(Saved data entries)
= = = = =

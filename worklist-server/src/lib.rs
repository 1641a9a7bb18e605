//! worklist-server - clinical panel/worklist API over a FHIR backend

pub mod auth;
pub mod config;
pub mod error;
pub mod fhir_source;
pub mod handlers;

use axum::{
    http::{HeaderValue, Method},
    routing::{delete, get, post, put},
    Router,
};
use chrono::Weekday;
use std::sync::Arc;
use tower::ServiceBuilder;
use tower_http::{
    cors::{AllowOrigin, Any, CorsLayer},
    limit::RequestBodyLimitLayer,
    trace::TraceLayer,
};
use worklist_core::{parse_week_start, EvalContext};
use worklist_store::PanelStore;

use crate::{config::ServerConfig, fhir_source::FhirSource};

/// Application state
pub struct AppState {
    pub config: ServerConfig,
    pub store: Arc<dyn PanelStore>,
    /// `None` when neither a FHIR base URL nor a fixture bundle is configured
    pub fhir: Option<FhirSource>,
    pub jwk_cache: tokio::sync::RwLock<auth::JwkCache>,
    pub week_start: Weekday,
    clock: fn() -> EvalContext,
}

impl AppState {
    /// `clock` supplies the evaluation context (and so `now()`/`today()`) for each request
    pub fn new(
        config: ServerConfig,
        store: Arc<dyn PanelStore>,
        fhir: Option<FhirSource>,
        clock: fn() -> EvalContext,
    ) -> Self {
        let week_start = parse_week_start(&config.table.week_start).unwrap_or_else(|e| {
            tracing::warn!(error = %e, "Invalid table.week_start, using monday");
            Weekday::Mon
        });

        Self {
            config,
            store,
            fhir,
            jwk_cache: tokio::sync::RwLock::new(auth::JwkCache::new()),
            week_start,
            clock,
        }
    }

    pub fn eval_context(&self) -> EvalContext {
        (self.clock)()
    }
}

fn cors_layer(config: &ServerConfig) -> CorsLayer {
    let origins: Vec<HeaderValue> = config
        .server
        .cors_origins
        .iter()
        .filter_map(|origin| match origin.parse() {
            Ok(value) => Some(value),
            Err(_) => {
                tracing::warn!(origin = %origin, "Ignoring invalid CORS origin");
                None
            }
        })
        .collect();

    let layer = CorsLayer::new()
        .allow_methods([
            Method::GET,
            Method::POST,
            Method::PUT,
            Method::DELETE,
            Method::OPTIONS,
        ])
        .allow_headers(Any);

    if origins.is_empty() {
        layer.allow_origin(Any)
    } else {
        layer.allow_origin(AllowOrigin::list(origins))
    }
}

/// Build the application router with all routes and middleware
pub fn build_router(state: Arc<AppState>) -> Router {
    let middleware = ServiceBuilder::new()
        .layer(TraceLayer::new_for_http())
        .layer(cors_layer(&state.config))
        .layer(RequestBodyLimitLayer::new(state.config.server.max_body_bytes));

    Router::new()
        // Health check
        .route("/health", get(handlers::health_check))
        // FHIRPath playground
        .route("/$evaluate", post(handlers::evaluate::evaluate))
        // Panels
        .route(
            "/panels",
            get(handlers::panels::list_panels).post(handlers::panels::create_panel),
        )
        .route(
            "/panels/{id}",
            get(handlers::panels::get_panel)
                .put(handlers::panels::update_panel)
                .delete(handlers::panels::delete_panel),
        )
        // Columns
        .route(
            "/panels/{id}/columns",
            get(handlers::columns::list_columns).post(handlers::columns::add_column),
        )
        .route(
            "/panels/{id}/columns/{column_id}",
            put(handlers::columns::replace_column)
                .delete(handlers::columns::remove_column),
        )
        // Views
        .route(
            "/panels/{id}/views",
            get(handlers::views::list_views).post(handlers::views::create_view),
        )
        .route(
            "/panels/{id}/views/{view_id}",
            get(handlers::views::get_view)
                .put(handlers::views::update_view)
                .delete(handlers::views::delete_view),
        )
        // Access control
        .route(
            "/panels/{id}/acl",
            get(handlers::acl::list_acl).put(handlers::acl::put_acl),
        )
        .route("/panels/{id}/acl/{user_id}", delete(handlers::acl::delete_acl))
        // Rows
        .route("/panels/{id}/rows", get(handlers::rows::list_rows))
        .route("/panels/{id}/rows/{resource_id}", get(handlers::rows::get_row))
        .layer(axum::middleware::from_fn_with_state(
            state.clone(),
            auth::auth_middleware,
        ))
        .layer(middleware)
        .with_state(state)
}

= = = = =

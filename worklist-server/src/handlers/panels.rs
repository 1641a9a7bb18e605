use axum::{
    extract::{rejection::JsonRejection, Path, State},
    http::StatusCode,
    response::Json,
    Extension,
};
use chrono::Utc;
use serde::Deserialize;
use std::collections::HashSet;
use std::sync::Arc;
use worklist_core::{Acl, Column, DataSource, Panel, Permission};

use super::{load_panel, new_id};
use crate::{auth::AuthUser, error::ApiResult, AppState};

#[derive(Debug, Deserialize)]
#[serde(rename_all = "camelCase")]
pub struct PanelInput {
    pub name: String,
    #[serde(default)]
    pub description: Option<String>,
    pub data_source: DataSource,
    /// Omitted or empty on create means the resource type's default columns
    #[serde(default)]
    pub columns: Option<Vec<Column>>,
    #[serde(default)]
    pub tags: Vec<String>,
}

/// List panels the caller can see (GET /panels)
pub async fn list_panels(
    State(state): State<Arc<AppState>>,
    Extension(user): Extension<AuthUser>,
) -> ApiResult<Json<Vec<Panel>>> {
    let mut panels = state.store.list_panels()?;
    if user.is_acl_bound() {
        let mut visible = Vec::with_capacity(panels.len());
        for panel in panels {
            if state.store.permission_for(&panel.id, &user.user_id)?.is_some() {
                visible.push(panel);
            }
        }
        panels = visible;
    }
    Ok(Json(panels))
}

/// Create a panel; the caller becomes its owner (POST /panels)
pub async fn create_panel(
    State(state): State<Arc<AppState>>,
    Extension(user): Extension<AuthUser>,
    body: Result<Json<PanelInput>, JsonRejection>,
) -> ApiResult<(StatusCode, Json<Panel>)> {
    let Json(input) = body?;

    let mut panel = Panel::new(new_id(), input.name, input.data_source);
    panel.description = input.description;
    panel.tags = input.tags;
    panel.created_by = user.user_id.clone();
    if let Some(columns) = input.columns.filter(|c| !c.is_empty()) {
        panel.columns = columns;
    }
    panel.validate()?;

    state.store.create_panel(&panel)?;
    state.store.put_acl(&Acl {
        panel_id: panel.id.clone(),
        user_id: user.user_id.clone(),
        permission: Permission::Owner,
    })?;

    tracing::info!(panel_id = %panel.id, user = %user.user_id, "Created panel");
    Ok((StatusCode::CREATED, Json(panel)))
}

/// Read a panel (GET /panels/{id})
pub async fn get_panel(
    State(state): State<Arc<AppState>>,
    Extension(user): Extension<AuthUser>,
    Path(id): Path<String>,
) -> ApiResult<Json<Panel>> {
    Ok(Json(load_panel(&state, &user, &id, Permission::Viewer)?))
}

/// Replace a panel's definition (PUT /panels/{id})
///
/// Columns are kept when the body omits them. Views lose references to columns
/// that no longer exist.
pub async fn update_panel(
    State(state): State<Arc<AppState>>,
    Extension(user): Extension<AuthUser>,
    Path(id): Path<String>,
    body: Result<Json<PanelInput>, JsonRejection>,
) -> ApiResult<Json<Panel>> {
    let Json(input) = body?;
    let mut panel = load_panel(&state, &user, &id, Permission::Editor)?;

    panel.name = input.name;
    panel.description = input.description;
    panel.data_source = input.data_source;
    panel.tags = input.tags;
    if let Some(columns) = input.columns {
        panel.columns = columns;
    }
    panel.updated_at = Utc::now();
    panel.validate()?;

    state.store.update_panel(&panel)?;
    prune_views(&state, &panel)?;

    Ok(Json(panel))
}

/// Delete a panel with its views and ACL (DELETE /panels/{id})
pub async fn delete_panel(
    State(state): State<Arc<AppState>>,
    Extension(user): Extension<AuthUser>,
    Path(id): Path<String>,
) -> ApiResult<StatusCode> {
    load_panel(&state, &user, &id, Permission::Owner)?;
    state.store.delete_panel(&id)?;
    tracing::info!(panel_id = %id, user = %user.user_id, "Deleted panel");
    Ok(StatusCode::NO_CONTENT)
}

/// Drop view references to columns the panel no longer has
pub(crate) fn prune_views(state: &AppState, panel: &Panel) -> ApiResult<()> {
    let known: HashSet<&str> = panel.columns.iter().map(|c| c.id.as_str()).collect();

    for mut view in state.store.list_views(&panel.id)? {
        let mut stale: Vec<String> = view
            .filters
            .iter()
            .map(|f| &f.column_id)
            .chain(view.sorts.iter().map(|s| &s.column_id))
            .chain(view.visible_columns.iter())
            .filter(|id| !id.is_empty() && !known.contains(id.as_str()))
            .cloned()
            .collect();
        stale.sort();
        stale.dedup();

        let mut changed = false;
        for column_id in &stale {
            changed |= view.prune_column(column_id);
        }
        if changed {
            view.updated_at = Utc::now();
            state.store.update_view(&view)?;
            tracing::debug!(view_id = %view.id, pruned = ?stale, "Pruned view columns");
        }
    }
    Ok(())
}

= = = = =

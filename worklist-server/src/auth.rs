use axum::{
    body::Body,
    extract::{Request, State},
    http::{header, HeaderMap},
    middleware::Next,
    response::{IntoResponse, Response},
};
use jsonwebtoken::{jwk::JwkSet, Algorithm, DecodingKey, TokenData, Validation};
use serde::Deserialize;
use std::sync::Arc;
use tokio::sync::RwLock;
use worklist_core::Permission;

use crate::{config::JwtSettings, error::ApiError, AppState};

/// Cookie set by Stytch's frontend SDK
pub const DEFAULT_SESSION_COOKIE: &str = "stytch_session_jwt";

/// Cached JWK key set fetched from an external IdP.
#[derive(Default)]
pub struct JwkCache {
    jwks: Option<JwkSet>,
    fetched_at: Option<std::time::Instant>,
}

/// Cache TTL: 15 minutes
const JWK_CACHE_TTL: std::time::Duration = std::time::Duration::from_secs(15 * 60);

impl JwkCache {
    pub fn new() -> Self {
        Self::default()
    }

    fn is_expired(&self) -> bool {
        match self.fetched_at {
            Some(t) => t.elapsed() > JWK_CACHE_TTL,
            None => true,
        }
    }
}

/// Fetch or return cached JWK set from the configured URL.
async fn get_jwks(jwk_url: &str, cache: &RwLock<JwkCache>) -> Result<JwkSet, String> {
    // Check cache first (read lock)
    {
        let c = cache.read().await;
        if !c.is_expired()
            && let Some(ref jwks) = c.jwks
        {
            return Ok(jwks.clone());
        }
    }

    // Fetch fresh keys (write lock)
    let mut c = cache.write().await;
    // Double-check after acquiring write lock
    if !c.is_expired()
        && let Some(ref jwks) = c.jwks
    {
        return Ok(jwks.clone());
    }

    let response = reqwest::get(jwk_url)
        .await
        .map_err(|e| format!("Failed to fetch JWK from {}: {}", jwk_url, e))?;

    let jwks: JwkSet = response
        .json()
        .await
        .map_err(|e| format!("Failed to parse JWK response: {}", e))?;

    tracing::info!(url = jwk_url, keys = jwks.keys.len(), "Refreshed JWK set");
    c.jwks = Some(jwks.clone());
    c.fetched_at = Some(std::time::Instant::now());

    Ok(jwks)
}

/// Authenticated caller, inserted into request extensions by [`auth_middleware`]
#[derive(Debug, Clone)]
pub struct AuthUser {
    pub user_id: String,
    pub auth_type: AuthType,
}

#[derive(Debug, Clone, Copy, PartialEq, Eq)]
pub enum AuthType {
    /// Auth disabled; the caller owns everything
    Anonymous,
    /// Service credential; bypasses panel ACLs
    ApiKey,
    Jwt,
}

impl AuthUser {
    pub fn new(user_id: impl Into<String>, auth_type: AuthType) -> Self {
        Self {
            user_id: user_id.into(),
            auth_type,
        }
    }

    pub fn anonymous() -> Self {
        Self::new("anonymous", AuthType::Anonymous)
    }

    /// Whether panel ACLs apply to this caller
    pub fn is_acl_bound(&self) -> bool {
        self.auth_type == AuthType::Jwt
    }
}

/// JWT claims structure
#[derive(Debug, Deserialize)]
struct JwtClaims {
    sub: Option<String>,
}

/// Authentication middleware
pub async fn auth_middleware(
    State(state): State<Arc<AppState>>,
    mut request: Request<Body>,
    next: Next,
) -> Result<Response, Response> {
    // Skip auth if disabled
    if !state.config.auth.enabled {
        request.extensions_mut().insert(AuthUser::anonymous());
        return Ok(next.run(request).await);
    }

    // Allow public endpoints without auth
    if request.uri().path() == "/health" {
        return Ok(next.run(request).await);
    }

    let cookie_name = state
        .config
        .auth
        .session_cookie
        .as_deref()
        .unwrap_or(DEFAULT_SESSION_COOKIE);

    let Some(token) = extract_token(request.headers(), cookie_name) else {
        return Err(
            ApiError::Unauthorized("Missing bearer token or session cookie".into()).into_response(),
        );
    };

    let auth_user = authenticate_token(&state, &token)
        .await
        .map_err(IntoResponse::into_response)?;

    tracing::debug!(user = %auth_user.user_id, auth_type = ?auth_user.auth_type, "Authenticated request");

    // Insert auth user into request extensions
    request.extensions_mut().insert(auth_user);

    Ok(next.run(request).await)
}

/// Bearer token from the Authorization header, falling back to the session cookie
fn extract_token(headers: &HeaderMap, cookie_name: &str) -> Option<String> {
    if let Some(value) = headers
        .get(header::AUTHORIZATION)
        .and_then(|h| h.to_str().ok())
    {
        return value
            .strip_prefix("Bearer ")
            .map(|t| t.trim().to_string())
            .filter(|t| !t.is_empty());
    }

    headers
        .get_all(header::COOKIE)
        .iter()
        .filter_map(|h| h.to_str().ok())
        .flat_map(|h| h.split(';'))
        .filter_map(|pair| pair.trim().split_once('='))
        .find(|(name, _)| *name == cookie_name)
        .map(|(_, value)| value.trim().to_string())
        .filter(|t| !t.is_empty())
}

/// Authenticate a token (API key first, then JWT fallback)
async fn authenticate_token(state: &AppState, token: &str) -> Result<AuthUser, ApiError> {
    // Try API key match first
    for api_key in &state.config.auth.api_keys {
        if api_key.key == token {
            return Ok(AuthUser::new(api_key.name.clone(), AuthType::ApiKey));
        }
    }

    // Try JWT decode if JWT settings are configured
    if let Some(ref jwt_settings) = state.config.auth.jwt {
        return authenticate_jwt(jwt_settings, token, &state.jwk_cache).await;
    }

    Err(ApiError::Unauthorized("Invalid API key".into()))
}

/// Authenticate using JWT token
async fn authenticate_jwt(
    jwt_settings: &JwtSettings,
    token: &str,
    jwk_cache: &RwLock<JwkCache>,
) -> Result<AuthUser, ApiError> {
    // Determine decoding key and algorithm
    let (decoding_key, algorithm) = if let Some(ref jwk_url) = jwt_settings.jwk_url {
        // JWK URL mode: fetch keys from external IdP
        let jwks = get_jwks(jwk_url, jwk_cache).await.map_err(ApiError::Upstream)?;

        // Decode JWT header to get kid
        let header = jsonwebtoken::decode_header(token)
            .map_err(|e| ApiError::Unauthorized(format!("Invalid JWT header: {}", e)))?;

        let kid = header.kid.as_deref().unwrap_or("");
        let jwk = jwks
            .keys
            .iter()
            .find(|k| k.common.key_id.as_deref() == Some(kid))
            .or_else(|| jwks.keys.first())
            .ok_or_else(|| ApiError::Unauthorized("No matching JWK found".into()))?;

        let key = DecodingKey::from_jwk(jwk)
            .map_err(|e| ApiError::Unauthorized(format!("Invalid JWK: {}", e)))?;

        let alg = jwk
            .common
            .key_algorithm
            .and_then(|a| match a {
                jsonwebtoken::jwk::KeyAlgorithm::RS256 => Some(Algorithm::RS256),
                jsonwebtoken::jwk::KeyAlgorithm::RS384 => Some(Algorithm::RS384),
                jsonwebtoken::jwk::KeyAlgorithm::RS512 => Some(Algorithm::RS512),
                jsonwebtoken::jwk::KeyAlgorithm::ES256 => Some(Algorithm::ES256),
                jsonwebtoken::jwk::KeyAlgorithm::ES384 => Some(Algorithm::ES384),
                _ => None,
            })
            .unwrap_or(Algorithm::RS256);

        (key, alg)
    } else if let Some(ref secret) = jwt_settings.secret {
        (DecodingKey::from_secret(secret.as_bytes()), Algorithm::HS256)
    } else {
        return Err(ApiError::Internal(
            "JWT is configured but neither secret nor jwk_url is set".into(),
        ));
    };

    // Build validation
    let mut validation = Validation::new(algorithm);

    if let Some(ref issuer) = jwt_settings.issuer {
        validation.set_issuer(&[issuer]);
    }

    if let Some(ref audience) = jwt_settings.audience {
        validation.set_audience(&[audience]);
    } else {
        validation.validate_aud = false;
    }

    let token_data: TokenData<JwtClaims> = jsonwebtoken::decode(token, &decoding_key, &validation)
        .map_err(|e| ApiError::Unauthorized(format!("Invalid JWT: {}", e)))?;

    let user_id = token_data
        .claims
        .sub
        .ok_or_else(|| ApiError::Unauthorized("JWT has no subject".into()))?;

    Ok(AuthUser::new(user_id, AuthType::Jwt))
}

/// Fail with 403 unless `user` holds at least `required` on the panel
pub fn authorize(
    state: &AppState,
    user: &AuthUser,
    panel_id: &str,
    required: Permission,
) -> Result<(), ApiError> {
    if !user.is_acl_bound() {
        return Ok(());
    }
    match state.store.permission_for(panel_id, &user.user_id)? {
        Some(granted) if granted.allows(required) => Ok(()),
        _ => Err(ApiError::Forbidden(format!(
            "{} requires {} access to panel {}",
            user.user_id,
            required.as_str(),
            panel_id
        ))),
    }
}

= = = = =

* _Work item_
Report the number of lines above that contain the word "JwkCache", and only that number.

* _Completed exercise_
6